And when you have a huge database task to perform (a large query, for example), what do you do? If you can provide enough resources (CPU and memory) to Oracle Database, it can complete your task faster by employing more "horses," in the form of parallel execution.

What Is Parallel Execution?

When using parallel execution, Oracle Database breaks a larger task down into multiple smaller subtasks and executes them in parallel, thereby reducing the total elapsed time, compared to serial execution.

Parallel execution includes parallel query ( SELECT statements), parallel DDL ( CREATE TABLE, CREATE INDEX , and so on), parallel DML ( INSERT, UPDATE, DELETE, MERGE ), and parallel data loading capabilities.

Behind the Scenes

Before going into the details of how parallel execution works, let's first recap the serial execution of SQL statements. When a user executes a SQL statement from a client (which may be a SQL*Plus session or an application written in C, C++, Java, Perl, or some other language), Oracle Database starts a server process. The server process is responsible for executing the SQL statement and returning the results to the client (called the user process). Figure 1 illustrates this simple scenario for a query such as the following: 



figure 1
Figure 1: Serial execution

The scenario changes for parallel execution. The server process has a different, higher-level role during parallel execution—that of a parallel execution coordinator. The server process doesn't do much of the actual work anymore; rather, it coordinates the work done by a set of other processes known as parallel execution servers. Figure 2 illustrates this scenario for a query such as the following: 



figure 2
Figure 2: Parallel execution

The task of executing the SELECT statement is split up into multiple smaller subtasks. The server process employs two or more parallel execution server processes to perform the subtasks during parallel execution, and each subtask is assigned to a parallel execution server process.

When to Use Parallel Execution

Parallel execution splits one larger task into multiple smaller subtasks and then executes them simultaneously and with separate parallel execution server processes. Therefore, to successfully implement parallel execution, you need CPU and memory resources and sufficient IO bandwidth to support the additional processes. Almost all modern-day database servers are multi-CPU boxes, and parallel execution can effectively utilize the power of multiple CPUs to yield quicker results from the database. But is parallel execution equally applicable to all types of applications?

Splitting a task into multiple smaller subtasks; spawning multiple parallel execution server processes; assigning each subtask to a parallel execution server process; coordinating all these processes; and, finally, combining results from the processes introduces some processing overhead to the overall execution of a task. Therefore, for parallel execution to be an advantage, the execution time of a task must justify this overhead. If a task takes only a few seconds with serial execution, it may not be beneficial to use parallel execution. On the other hand, if a task takes a significant amount of time, it makes sense to investigate whether parallel execution can help.

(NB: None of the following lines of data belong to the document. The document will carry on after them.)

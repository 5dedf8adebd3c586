//! JSON codec for `Value` serialization/deserialization
//!
//! Self-describing and readable by any JSON-speaking client, so this is the
//! codec to pick when the other side of the topic is not this library.
//!
//! Mapping rules:
//! - numbers that fit in `i64` decode as `Integer`, everything else as `Float`
//! - `Bytes` are written as `{"$bytes": "<base64>"}` and read back as bytes
//! - a map whose only key is `$bytes` or `$map` is wrapped as `{"$map": {...}}`
//!   so it cannot be mistaken for a tag
//! - non-finite floats have no JSON form and are rejected

use super::{Deserializer, SerializationError, Serializer, Value};
use base64::Engine;
use base64::engine::general_purpose::STANDARD;
use serde_json::{Map, Number, Value as JsonValue};

const BYTES_TAG: &str = "$bytes";
const MAP_TAG: &str = "$map";

#[derive(Debug, Clone, Copy, Default)]
pub struct JsonCodec;

impl JsonCodec {
    pub fn new() -> Self {
        JsonCodec
    }
}

impl Serializer for JsonCodec {
    fn serialize(&self, value: &Value) -> Result<Vec<u8>, SerializationError> {
        let json = to_json_value(value)?;
        serde_json::to_vec(&json)
            .map_err(|e| SerializationError::json_error("Failed to serialize JSON", e))
    }
}

impl Deserializer for JsonCodec {
    fn deserialize(&self, bytes: Option<&[u8]>) -> Result<Value, SerializationError> {
        let Some(bytes) = bytes else {
            return Ok(Value::Null);
        };
        let json: JsonValue = serde_json::from_slice(bytes)
            .map_err(|e| SerializationError::json_error("Failed to parse JSON", e))?;
        Ok(from_json_value(json))
    }
}

/// Convert a `Value` into the JSON data model
pub fn to_json_value(value: &Value) -> Result<JsonValue, SerializationError> {
    Ok(match value {
        Value::Null => JsonValue::Null,
        Value::Boolean(b) => JsonValue::Bool(*b),
        Value::Integer(i) => JsonValue::Number((*i).into()),
        Value::Float(f) => Number::from_f64(*f)
            .map(JsonValue::Number)
            .ok_or_else(|| SerializationError::unsupported("json", value))?,
        Value::String(s) => JsonValue::String(s.clone()),
        Value::Bytes(b) => {
            let mut tagged = Map::with_capacity(1);
            tagged.insert(BYTES_TAG.to_string(), JsonValue::String(STANDARD.encode(b)));
            JsonValue::Object(tagged)
        }
        Value::Array(items) => JsonValue::Array(
            items
                .iter()
                .map(to_json_value)
                .collect::<Result<Vec<_>, _>>()?,
        ),
        Value::Map(entries) => {
            let mut object = Map::with_capacity(entries.len());
            for (k, v) in entries {
                object.insert(k.clone(), to_json_value(v)?);
            }
            if looks_tagged(&object) {
                let mut escaped = Map::with_capacity(1);
                escaped.insert(MAP_TAG.to_string(), JsonValue::Object(object));
                JsonValue::Object(escaped)
            } else {
                JsonValue::Object(object)
            }
        }
    })
}

/// Convert parsed JSON back into a `Value`
pub fn from_json_value(json: JsonValue) -> Value {
    match json {
        JsonValue::Null => Value::Null,
        JsonValue::Bool(b) => Value::Boolean(b),
        JsonValue::Number(n) => match n.as_i64() {
            Some(i) => Value::Integer(i),
            None => Value::Float(n.as_f64().unwrap_or(f64::NAN)),
        },
        JsonValue::String(s) => Value::String(s),
        JsonValue::Array(items) => Value::Array(items.into_iter().map(from_json_value).collect()),
        JsonValue::Object(object) => {
            if let Some(bytes) = tagged_bytes(&object) {
                return Value::Bytes(bytes);
            }
            Value::Map(
                unescape_map(object)
                    .into_iter()
                    .map(|(k, v)| (k, from_json_value(v)))
                    .collect(),
            )
        }
    }
}

fn looks_tagged(object: &Map<String, JsonValue>) -> bool {
    object.len() == 1 && (object.contains_key(BYTES_TAG) || object.contains_key(MAP_TAG))
}

fn unescape_map(mut object: Map<String, JsonValue>) -> Map<String, JsonValue> {
    if object.len() == 1 && matches!(object.get(MAP_TAG), Some(JsonValue::Object(_))) {
        if let Some(JsonValue::Object(inner)) = object.remove(MAP_TAG) {
            return inner;
        }
    }
    object
}

fn tagged_bytes(object: &Map<String, JsonValue>) -> Option<Vec<u8>> {
    if object.len() != 1 {
        return None;
    }
    match object.get(BYTES_TAG) {
        Some(JsonValue::String(encoded)) => STANDARD.decode(encoded).ok(),
        _ => None,
    }
}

Most SQL statements in online transaction processing (OLTP) applications, for example, take only a few seconds with serial execution, so it may not be beneficial to use parallel execution for many OLTP application tasks.

Almost all OLTP systems, however, have some batch jobs, usually scheduled to run one at a time, that are executed during off-peak hours (usually nightly). Examples of such batch jobs are data extraction processes to transfer data to data warehouses, index or partition maintenance jobs, data archiving jobs, and optimizer statistics collection. Parallel execution can greatly benefit such resource-intensive batch jobs in the OLTP applications. Because you can (usually) dedicate all your CPU and memory resources to one job, you can afford to employ multiple parallel execution server processes to complete the job more quickly.

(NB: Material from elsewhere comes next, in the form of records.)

//! Defaults shared by every consumer and producer

use super::client::Properties;

pub const BOOTSTRAP_SERVERS: &str = "bootstrap.servers";
pub const GROUP_ID: &str = "group.id";
pub const AUTO_OFFSET_RESET: &str = "auto.offset.reset";
pub const ENABLE_AUTO_COMMIT: &str = "enable.auto.commit";
pub const MAX_POLL_RECORDS: &str = "max.poll.records";

/// Prefix of generated consumer group ids
pub const GROUP_ID_PREFIX: &str = "velostream";

/// Overrides the IP family librdkafka resolves broker hosts to
pub const BROKER_ADDRESS_FAMILY_ENV: &str = "VELOSTREAM_BROKER_ADDRESS_FAMILY";

/// `broker.address.family` applied when the properties leave it unset
#[derive(Debug, Clone, Copy, PartialEq, Eq, Default)]
pub enum BrokerAddressFamily {
    /// Containers usually listen on IPv4 only while `localhost` may
    /// resolve to `::1` first
    #[default]
    V4,
    V6,
    /// librdkafka's own default; nothing is set
    Any,
}

impl BrokerAddressFamily {
    /// Lenient parse: unknown names fall back to `V4` with a warning
    pub fn parse(value: &str) -> Self {
        match value.trim().to_ascii_lowercase().as_str() {
            "v4" | "ipv4" => BrokerAddressFamily::V4,
            "v6" | "ipv6" => BrokerAddressFamily::V6,
            "any" | "both" => BrokerAddressFamily::Any,
            other => {
                log::warn!(
                    "Ignoring {}='{}' (expected v4, v6 or any); using v4",
                    BROKER_ADDRESS_FAMILY_ENV,
                    other
                );
                BrokerAddressFamily::V4
            }
        }
    }

    /// The librdkafka value, `None` when librdkafka's default should stand
    pub fn config_value(self) -> Option<&'static str> {
        match self {
            BrokerAddressFamily::V4 => Some("v4"),
            BrokerAddressFamily::V6 => Some("v6"),
            BrokerAddressFamily::Any => None,
        }
    }

    pub fn from_env() -> Self {
        std::env::var(BROKER_ADDRESS_FAMILY_ENV)
            .map(|v| Self::parse(&v))
            .unwrap_or_default()
    }
}

/// Library consumer defaults: read from the earliest offset and commit
/// positions automatically.
pub fn consumer_defaults(bootstrap_servers: &str, group_id: &str) -> Properties {
    Properties::from([
        (BOOTSTRAP_SERVERS.to_string(), bootstrap_servers.to_string()),
        (GROUP_ID.to_string(), group_id.to_string()),
        (AUTO_OFFSET_RESET.to_string(), "earliest".to_string()),
        (ENABLE_AUTO_COMMIT.to_string(), "true".to_string()),
    ])
}

/// Library producer defaults
pub fn producer_defaults(bootstrap_servers: &str) -> Properties {
    Properties::from([(BOOTSTRAP_SERVERS.to_string(), bootstrap_servers.to_string())])
}

/// A consumer group id no other consumer in this or any other process uses
pub fn generate_group_id() -> String {
    format!("{}-{}", GROUP_ID_PREFIX, uuid::Uuid::new_v4())
}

The typical workload of data warehousing applications—such as loading large volumes of data, generating summary and aggregate information, reporting, and querying—involves large quantities of data and very few concurrent users. Parallel execution can also fit very well in such applications and help improve database performance, by exploiting the multiple CPUs on the database server.

Before employing parallel execution, you should ascertain free CPU and memory resources on the database server during normal and peak load. All operating systems provide utilities for ascertaining CPU and memory utilization (for example, the top utility on most UNIX and Linux platforms and the Task Manager and Performance Monitor on the Microsoft Windows platform). Using these utilities, you can find out whether and when you have free resources that you can utilize for parallel execution.

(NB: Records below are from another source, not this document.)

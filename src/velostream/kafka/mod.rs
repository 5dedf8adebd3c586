//! Kafka consumer and producer cores
//!
//! The cores never talk to a broker directly: they open sessions through the
//! [`BrokerClient`] found in the active
//! [`ClientSettings`](crate::velostream::config::ClientSettings).

pub mod client;
pub mod client_config_builder;
pub mod common_config;
pub mod kafka_consumer;
pub mod kafka_error;
pub mod kafka_producer;
pub mod message;
#[cfg(feature = "kafka")]
pub mod rdkafka_client;
pub mod utils;

pub use client::{
    BrokerClient, ConsumerSession, DeliveryFuture, POLL_FOREVER, ProducerSession, Properties,
};
pub use kafka_consumer::{
    KafkaConsumer, PollBatch, RecordStream, StreamOptions, Topics, decode_record,
    topics_to_records, values,
};
pub use kafka_error::{ConsumerError, KafkaClientError, ProducerError};
pub use kafka_producer::{
    DeliveryHandle, KafkaProducer, SendResults, encode, encode_record, send_all, send_many,
    send_one,
};
pub use message::{
    ConsumerRecord, EncodedRecord, ProducerRecord, RawRecord, RecordMetadata, SendResult,
};
#[cfg(feature = "kafka")]
pub use rdkafka_client::{LoggingClientContext, RdKafkaClient};
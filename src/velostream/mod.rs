pub mod config;
pub mod kafka;
pub mod serialization;
pub mod test_harness;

If the CPU is heavily loaded, parallel execution is not recommended; if you try to use parallel execution when you don't have enough CPU resources, your task could end up taking longer than if you employed serial execution, because the multiple parallel execution server processes will compete for the scarce CPU resources and will wait in the OS scheduler queue.

Parallel Operations

The following types of operations can be parallelized in an Oracle database: 

  • SQL queries ( SELECT statements)

  • INSERT INTO ... SELECT ... operations

  • UPDATE, DELETE , and MERGE operations

  • CREATE TABLE ... AS SELECT ... operations

  • Creating or rebuilding indexes or index partitions

  • Moving, splitting, coalescing, or merging partitions

  • Gathering table or index statistics

  • Refreshing materialized views

Parallel query. Parallelizing SELECT statements is the most common usage of parallel execution. SELECT statements that perform a full table scan, a full index scan, a partition range scan involving multiple partitions, or an index range scan involving multiple index partitions can be parallelized. You can influence the parallel execution of a SELECT statement at the individual statement level or at the table or index level.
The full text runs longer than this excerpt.